Canary Wharf is big enough to ride out HSBC’s exit

Today on our pages the boss of Canary Wharf, Shobi Khan, speaks for the first time about the future of the Docklands district since HSBC said it was upping sticks and returning to The City.

The decision was seen as a hugely symbolic hammer blow for Canary Wharf with other high-profile occupiers likely to follow suit as hybrid working reduces the demand for the vast glass and steel edifices that are its architectural trademark.

Khan argues otherwise — but then he would.
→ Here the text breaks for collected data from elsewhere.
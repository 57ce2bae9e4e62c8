use serde::{Deserialize, Serialize};
use std::fmt::{Display, Formatter};

use crate::properties::{EdgeId, NodeId};

/// Notifications emitted after a mutation has been applied to a
/// [crate::graph::PipelineGraph]. A UI subscribes to these to know when to re-render; each event
/// describes state that is already in place.
#[derive(Debug, Clone, PartialEq, Eq, Serialize, Deserialize)]
pub enum GraphEvent {
    NodeAdded(NodeId),
    NodeRemoved(NodeId),
    /// Node, name of the data field that changed
    NodeUpdated(NodeId, String),
    /// A manual edge was added by a connect gesture
    EdgeAdded(EdgeId),
    /// An edge was deleted explicitly
    EdgeRemoved(EdgeId),
    /// Reconciliation of a template node replaced its auto edges
    EdgesSynced {
        target: NodeId,
        added: Vec<EdgeId>,
        removed: Vec<EdgeId>,
    },
}

impl GraphEvent {
    /// The node this event is about, if any.
    pub fn node(&self) -> Option<&NodeId> {
        match self {
            GraphEvent::NodeAdded(id)
            | GraphEvent::NodeRemoved(id)
            | GraphEvent::NodeUpdated(id, _) => Some(id),
            GraphEvent::EdgesSynced { target, .. } => Some(target),
            GraphEvent::EdgeAdded(_) | GraphEvent::EdgeRemoved(_) => None,
        }
    }

    pub fn touches_edges(&self) -> bool {
        matches!(
            self,
            GraphEvent::EdgeAdded(_) | GraphEvent::EdgeRemoved(_) | GraphEvent::EdgesSynced { .. }
        )
    }
}

impl Display for GraphEvent {
    fn fmt(&self, f: &mut Formatter<'_>) -> std::fmt::Result {
        match self {
            GraphEvent::NodeAdded(id) => write!(f, "NodeAdded({id})"),
            GraphEvent::NodeRemoved(id) => write!(f, "NodeRemoved({id})"),
            GraphEvent::NodeUpdated(id, field) => write!(f, "NodeUpdated({id}.{field})"),
            GraphEvent::EdgeAdded(id) => write!(f, "EdgeAdded({id})"),
            GraphEvent::EdgeRemoved(id) => write!(f, "EdgeRemoved({id})"),
            GraphEvent::EdgesSynced {
                target,
                added,
                removed,
            } => write!(
                f,
                "EdgesSynced({target}: +{} -{})",
                added.len(),
                removed.len()
            ),
        }
    }
}
#[test]
fn test_editor_config_from_toml_file() {
    let dir = TempDir::new().unwrap();
    let path = dir.path().join("editor.toml");
    std::fs::write(&path, "default_text = \"Answer: {{input_0}}\"\nreconcile = \"deferred\"\n").unwrap();
    let config = TomlConfigProvider::new(&path).get_config().unwrap();

    let mut editor = PipelineEditor::new(config, None);
    create_inputs(&mut editor, 1);
    editor
        .create_node(NodeKind::Text, Position::default())
        .unwrap();
    assert!(editor.config().is_deferred());
    assert_eq!(editor.graph().edge_count(), 0);

    editor.flush();
    assert_eq!(auto_sources(&editor, "text_0"), vec!["input_0"]);
}

#[test]
fn test_restore_rekeys_foreign_auto_edges() {
    let json = r#"{
        "nodes": [
            {"id": "input_0", "type": "input", "data": {}},
            {"id": "text_0", "type": "text", "data": {"text": "{{input_0}}"}}
        ],
        "edges": [
            {"id": "reactflow__edge-1", "source": "input_0", "target": "text_0", "provenance": "auto"}
        ]
    }"#;
    let mut editor = PipelineEditor::from_snapshot(
        PipelineSnapshot::from_json(json).unwrap(),
        EditorConfig::default(),
        None,
    )
    .unwrap();
    assert_eq!(editor.graph().edge_count(), 1);
    assert_eq!(editor.graph().edges()[0].id.as_str(), "auto-input_0-text_0");
    assert!(editor.graph().built_in_test().is_empty());

    // The re-keyed edge is owned by reconciliation and goes away with its reference.
    editor.on_text_changed("text_0", "no refs").unwrap();
    assert_eq!(editor.graph().edge_count(), 0);
}

#[test]
fn test_restore_does_not_reissue_referenced_ids() {
    let mut editor = PipelineEditor::simple();
    create_inputs(&mut editor, 1);
    editor
        .create_node(NodeKind::Text, Position::default())
        .unwrap();
    editor.on_text_changed("text_0", "{{input_0}}").unwrap();
    editor.delete_node("input_0").unwrap();

    let json = editor.snapshot().to_json().unwrap();
    let mut restored = PipelineEditor::from_snapshot(
        PipelineSnapshot::from_json(&json).unwrap(),
        EditorConfig::default(),
        None,
    )
    .unwrap();
    let input = restored
        .create_node(NodeKind::Input, Position::default())
        .unwrap();
    assert_eq!(input.as_str(), "input_1");
    let text = restored
        .create_node(NodeKind::Text, Position::default())
        .unwrap();
    assert_eq!(text.as_str(), "text_1");
    assert!(auto_sources(&restored, "text_0").is_empty());
}
//! Snapshots of a pipeline for rendering and submission.
//!
//! The snapshot is the `(nodes, edges)` pair serialized as-is. Transport is up to the
//! [PipelineSubmitter] implementation handed to [crate::editor::PipelineEditor::submit].

use crate::{
    graph::PipelineGraph,
    properties::{Edge, PipelineNode},
    Result,
};
use serde::{Deserialize, Serialize};

#[derive(Debug, Default, Clone, PartialEq, Serialize, Deserialize)]
pub struct PipelineSnapshot {
    pub nodes: Vec<PipelineNode>,
    pub edges: Vec<Edge>,
}

impl From<&PipelineGraph> for PipelineSnapshot {
    fn from(graph: &PipelineGraph) -> Self {
        PipelineSnapshot {
            nodes: graph.nodes().cloned().collect(),
            edges: graph.edges().to_vec(),
        }
    }
}

impl TryFrom<PipelineSnapshot> for PipelineGraph {
    type Error = crate::PipelineError;

    fn try_from(snapshot: PipelineSnapshot) -> Result<Self> {
        PipelineGraph::from_parts(snapshot.nodes, snapshot.edges)
    }
}

impl PipelineSnapshot {
    pub fn to_json(&self) -> Result<String> {
        Ok(serde_json::to_string(self)?)
    }

    pub fn to_json_pretty(&self) -> Result<String> {
        Ok(serde_json::to_string_pretty(self)?)
    }

    pub fn from_json(content: &str) -> Result<PipelineSnapshot> {
        Ok(serde_json::from_str(content)?)
    }

    pub fn summary(&self) -> Result<PipelineSummary> {
        let graph = PipelineGraph::from_parts(self.nodes.clone(), self.edges.clone())?;
        Ok(PipelineSummary::from(&graph))
    }
}

/// The shape of a pipeline: how many nodes and edges it has and whether it is acyclic.
#[derive(Debug, Default, Clone, Copy, PartialEq, Eq, Serialize, Deserialize)]
pub struct PipelineSummary {
    pub num_nodes: usize,
    pub num_edges: usize,
    pub is_dag: bool,
}

impl From<&PipelineGraph> for PipelineSummary {
    fn from(graph: &PipelineGraph) -> Self {
        PipelineSummary {
            num_nodes: graph.node_count(),
            num_edges: graph.edge_count(),
            is_dag: graph.relations().is_dag(),
        }
    }
}

/// Receives a finished pipeline. Implementations own transport, endpoints and response handling.
pub trait PipelineSubmitter {
    fn submit(&self, snapshot: &PipelineSnapshot) -> Result<()>;
}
He concedes that while the HSBC move generated “gloomy” headlines, Canary Wharf is more than just one company and is in any case rapidly diversifying away from the financial and professional services that were its raison d’être in the early years.

Build-to-rent towers are now filling the area with thousands of residents and the new generation of occupiers are more likely to be in life sciences than the Magic Circle.

As our story on Shaftesbury shows today, the West End is in remarkably rude health all things considered and the same applies to most of the rest of central London.

Demand for new office and retail space remains strong and its global appeal largely undiminished, although its financial markets remain subdued.

Canary Wharf has had its ups and downs but retail occupancy is currently a healthy 97%.

The departure of HSBC was an undoubted blow but Canary Wharf is big and established enough to ride it out.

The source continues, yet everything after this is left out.